**Problem details**
Every entry below should be written out again exactly.

*** Opening of Given data ***

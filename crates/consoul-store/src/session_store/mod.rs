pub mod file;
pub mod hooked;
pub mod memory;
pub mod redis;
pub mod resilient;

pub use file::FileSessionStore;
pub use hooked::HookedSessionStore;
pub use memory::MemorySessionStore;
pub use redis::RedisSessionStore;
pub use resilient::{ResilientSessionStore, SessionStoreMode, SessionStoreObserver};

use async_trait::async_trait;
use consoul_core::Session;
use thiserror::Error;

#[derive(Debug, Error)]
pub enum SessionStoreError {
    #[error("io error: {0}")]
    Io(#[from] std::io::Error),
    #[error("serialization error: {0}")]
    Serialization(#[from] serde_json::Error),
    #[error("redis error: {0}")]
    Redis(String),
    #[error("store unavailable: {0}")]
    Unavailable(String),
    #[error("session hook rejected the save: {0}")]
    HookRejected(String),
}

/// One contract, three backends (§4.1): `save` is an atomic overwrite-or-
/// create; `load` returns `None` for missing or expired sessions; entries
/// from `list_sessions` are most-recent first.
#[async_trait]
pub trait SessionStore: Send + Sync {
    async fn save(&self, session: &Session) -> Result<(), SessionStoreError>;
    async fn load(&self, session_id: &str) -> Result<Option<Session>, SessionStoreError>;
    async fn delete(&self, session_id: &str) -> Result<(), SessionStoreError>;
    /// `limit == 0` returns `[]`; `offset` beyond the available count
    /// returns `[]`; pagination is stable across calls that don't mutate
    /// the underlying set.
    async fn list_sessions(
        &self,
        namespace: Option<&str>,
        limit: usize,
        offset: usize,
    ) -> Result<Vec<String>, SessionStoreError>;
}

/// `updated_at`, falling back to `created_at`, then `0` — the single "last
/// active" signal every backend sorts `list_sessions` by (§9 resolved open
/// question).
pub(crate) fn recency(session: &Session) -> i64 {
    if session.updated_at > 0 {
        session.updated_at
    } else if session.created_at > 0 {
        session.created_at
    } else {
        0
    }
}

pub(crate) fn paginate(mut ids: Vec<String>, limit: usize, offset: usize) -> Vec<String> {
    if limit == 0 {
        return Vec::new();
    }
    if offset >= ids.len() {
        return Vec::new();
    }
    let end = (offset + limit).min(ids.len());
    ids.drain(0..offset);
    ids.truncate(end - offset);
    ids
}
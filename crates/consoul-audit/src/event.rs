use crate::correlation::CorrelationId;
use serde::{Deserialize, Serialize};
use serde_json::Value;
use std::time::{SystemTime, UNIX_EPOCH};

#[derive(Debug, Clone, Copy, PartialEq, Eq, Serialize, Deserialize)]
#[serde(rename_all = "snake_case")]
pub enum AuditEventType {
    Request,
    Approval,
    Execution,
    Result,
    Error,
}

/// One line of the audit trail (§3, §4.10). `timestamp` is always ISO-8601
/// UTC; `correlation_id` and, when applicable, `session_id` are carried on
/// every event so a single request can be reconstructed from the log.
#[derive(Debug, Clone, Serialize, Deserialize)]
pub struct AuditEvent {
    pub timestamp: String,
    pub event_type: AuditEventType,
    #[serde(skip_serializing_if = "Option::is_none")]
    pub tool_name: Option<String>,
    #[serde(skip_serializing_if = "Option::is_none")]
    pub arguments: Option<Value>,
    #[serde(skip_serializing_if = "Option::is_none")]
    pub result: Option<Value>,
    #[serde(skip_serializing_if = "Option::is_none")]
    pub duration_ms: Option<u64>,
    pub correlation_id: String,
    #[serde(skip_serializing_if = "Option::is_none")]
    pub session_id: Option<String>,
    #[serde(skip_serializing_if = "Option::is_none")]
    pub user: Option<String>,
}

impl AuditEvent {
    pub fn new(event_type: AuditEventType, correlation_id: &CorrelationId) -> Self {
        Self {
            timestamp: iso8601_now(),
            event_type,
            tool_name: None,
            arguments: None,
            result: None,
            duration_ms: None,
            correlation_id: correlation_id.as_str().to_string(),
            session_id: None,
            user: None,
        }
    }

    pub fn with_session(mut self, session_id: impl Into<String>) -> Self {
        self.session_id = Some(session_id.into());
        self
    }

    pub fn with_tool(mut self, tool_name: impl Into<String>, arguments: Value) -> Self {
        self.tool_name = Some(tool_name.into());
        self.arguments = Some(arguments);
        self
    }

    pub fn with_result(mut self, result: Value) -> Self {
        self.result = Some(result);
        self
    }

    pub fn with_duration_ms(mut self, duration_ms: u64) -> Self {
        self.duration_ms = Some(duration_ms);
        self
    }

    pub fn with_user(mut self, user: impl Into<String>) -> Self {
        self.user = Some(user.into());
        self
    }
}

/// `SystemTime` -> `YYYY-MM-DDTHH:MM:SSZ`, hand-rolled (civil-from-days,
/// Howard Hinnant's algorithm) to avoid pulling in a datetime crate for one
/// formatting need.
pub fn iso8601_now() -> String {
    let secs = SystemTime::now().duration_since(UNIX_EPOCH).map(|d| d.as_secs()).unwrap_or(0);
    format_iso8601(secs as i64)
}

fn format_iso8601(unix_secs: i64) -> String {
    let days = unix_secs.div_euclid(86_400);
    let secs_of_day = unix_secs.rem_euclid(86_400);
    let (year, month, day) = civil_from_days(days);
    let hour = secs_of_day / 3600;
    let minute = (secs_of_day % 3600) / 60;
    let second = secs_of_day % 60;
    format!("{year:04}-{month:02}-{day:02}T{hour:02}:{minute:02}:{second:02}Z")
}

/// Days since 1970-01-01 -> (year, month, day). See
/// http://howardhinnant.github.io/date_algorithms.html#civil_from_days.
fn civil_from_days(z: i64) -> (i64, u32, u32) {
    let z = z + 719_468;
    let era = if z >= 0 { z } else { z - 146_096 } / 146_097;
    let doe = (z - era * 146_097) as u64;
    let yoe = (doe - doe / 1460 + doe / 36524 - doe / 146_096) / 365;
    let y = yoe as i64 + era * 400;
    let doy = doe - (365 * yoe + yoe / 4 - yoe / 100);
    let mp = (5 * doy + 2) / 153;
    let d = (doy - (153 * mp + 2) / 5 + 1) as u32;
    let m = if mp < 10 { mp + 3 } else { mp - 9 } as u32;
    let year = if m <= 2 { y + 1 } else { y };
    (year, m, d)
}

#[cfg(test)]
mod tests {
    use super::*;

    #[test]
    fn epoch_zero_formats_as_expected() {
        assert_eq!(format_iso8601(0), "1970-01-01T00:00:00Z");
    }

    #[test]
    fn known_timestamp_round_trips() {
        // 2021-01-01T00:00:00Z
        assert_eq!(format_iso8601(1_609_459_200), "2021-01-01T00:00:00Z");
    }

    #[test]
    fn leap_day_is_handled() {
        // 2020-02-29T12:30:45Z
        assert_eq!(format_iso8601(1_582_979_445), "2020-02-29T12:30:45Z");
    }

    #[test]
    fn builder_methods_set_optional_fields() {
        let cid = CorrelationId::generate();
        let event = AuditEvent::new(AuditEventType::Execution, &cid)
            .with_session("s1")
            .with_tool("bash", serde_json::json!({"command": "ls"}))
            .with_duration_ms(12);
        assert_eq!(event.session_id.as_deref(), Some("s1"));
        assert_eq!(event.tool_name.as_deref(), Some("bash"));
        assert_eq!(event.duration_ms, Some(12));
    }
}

*** Close of Given data ***

**Task answer**
filename crates/consoul-store/src/session_store/mod.rs
pub mod file;
pub mod hooked;
pub mod memory;
pub mod redis;
pub mod resilient;

pub use file::FileSessionStore;
pub use hooked::HookedSessionStore;
pub use memory::MemorySessionStore;
pub use redis::RedisSessionStore;
pub use resilient::{ResilientSessionStore, SessionStoreMode, SessionStoreObserver};

use async_trait::async_trait;
use consoul_core::Session;
use thiserror::Error;

#[derive(Debug, Error)]
pub enum SessionStoreError {
    #[error("io error: {0}")]
    Io(#[from] std::io::Error),
    #[error("serialization error: {0}")]
    Serialization(#[from] serde_json::Error),
    #[error("redis error: {0}")]
    Redis(String),
    #[error("store unavailable: {0}")]
    Unavailable(String),
    #[error("session hook rejected the save: {0}")]
    HookRejected(String),
}

/// One contract, three backends (§4.1): `save` is an atomic overwrite-or-
/// create; `load` returns `None` for missing or expired sessions; entries
/// from `list_sessions` are most-recent first.
#[async_trait]
pub trait SessionStore: Send + Sync {
    async fn save(&self, session: &Session) -> Result<(), SessionStoreError>;
    async fn load(&self, session_id: &str) -> Result<Option<Session>, SessionStoreError>;
    async fn delete(&self, session_id: &str) -> Result<(), SessionStoreError>;
    /// `limit == 0` returns `[]`; `offset` beyond the available count
    /// returns `[]`; pagination is stable across calls that don't mutate
    /// the underlying set.
    async fn list_sessions(
        &self,
        namespace: Option<&str>,
        limit: usize,
        offset: usize,
    ) -> Result<Vec<String>, SessionStoreError>;
}

/// `updated_at`, falling back to `created_at`, then `0` — the single "last
/// active" signal every backend sorts `list_sessions` by (§9 resolved open
/// question).
pub(crate) fn recency(session: &Session) -> i64 {
    if session.updated_at > 0 {
        session.updated_at
    } else if session.created_at > 0 {
        session.created_at
    } else {
        0
    }
}

pub(crate) fn paginate(mut ids: Vec<String>, limit: usize, offset: usize) -> Vec<String> {
    if limit == 0 {
        return Vec::new();
    }
    if offset >= ids.len() {
        return Vec::new();
    }
    let end = (offset + limit).min(ids.len());
    ids.drain(0..offset);
    ids.truncate(end - offset);
    ids
}
filename crates/consoul-audit/src/event.rs
use crate::correlation::CorrelationId;
use serde::{Deserialize, Serialize};
use serde_json::Value;
use std::time::{SystemTime, UNIX_EPOCH};

#[derive(Debug, Clone, Copy, PartialEq, Eq, Serialize, Deserialize)]
#[serde(rename_all = "snake_case")]
pub enum AuditEventType {
    Request,
    Approval,
    Execution,
    Result,
    Error,
}

/// One line of the audit trail (§3, §4.10). `timestamp` is always ISO-8601
/// UTC; `correlation_id` and, when applicable, `session_id` are carried on
/// every event so a single request can be reconstructed from the log.
#[derive(Debug, Clone, Serialize, Deserialize)]
pub struct AuditEvent {
    pub timestamp: String,
    pub event_type: AuditEventType,
    #[serde(skip_serializing_if = "Option::is_none")]
    pub tool_name: Option<String>,
    #[serde(skip_serializing_if = "Option::is_none")]
    pub arguments: Option<Value>,
    #[serde(skip_serializing_if = "Option::is_none")]
    pub result: Option<Value>,
    #[serde(skip_serializing_if = "Option::is_none")]
    pub duration_ms: Option<u64>,
    pub correlation_id: String,
    #[serde(skip_serializing_if = "Option::is_none")]
    pub session_id: Option<String>,
    #[serde(skip_serializing_if = "Option::is_none")]
    pub user: Option<String>,
}

impl AuditEvent {
    pub fn new(event_type: AuditEventType, correlation_id: &CorrelationId) -> Self {
        Self {
            timestamp: iso8601_now(),
            event_type,
            tool_name: None,
            arguments: None,
            result: None,
            duration_ms: None,
            correlation_id: correlation_id.as_str().to_string(),
            session_id: None,
            user: None,
        }
    }

    pub fn with_session(mut self, session_id: impl Into<String>) -> Self {
        self.session_id = Some(session_id.into());
        self
    }

    pub fn with_tool(mut self, tool_name: impl Into<String>, arguments: Value) -> Self {
        self.tool_name = Some(tool_name.into());
        self.arguments = Some(arguments);
        self
    }

    pub fn with_result(mut self, result: Value) -> Self {
        self.result = Some(result);
        self
    }

    pub fn with_duration_ms(mut self, duration_ms: u64) -> Self {
        self.duration_ms = Some(duration_ms);
        self
    }

    pub fn with_user(mut self, user: impl Into<String>) -> Self {
        self.user = Some(user.into());
        self
    }
}

/// `SystemTime` -> `YYYY-MM-DDTHH:MM:SSZ`, hand-rolled (civil-from-days,
/// Howard Hinnant's algorithm) to avoid pulling in a datetime crate for one
/// formatting need.
pub fn iso8601_now() -> String {
    let secs = SystemTime::now().duration_since(UNIX_EPOCH).map(|d| d.as_secs()).unwrap_or(0);
    format_iso8601(secs as i64)
}

fn format_iso8601(unix_secs: i64) -> String {
    let days = unix_secs.div_euclid(86_400);
    let secs_of_day = unix_secs.rem_euclid(86_400);
    let (year, month, day) = civil_from_days(days);
    let hour = secs_of_day / 3600;
    let minute = (secs_of_day % 3600) / 60;
    let second = secs_of_day % 60;
    format!("{year:04}-{month:02}-{day:02}T{hour:02}:{minute:02}:{second:02}Z")
}

/// Days since 1970-01-01 -> (year, month, day). See
/// http://howardhinnant.github.io/date_algorithms.html#civil_from_days.
fn civil_from_days(z: i64) -> (i64, u32, u32) {
    let z = z + 719_468;
    let era = if z >= 0 { z } else { z - 146_096 } / 146_097;
    let doe = (z - era * 146_097) as u64;
    let yoe = (doe - doe / 1460 + doe / 36524 - doe / 146_096) / 365;
    let y = yoe as i64 + era * 400;
    let doy = doe - (365 * yoe + yoe / 4 - yoe / 100);
    let mp = (5 * doy + 2) / 153;
    let d = (doy - (153 * mp + 2) / 5 + 1) as u32;
    let m = if mp < 10 { mp + 3 } else { mp - 9 } as u32;
    let year = if m <= 2 { y + 1 } else { y };
    (year, m, d)
}

#[cfg(test)]
mod tests {
    use super::*;

    #[test]
    fn epoch_zero_formats_as_expected() {
        assert_eq!(format_iso8601(0), "1970-01-01T00:00:00Z");
    }

    #[test]
    fn known_timestamp_round_trips() {
        // 2021-01-01T00:00:00Z
        assert_eq!(format_iso8601(1_609_459_200), "2021-01-01T00:00:00Z");
    }

    #[test]
    fn leap_day_is_handled() {
        // 2020-02-29T12:30:45Z
        assert_eq!(format_iso8601(1_582_979_445), "2020-02-29T12:30:45Z");
    }

    #[test]
    fn builder_methods_set_optional_fields() {
        let cid = CorrelationId::generate();
        let event = AuditEvent::new(AuditEventType::Execution, &cid)
            .with_session("s1")
            .with_tool("bash", serde_json::json!({"command": "ls"}))
            .with_duration_ms(12);
        assert_eq!(event.session_id.as_deref(), Some("s1"));
        assert_eq!(event.tool_name.as_deref(), Some("bash"));
        assert_eq!(event.duration_ms, Some(12));
    }
}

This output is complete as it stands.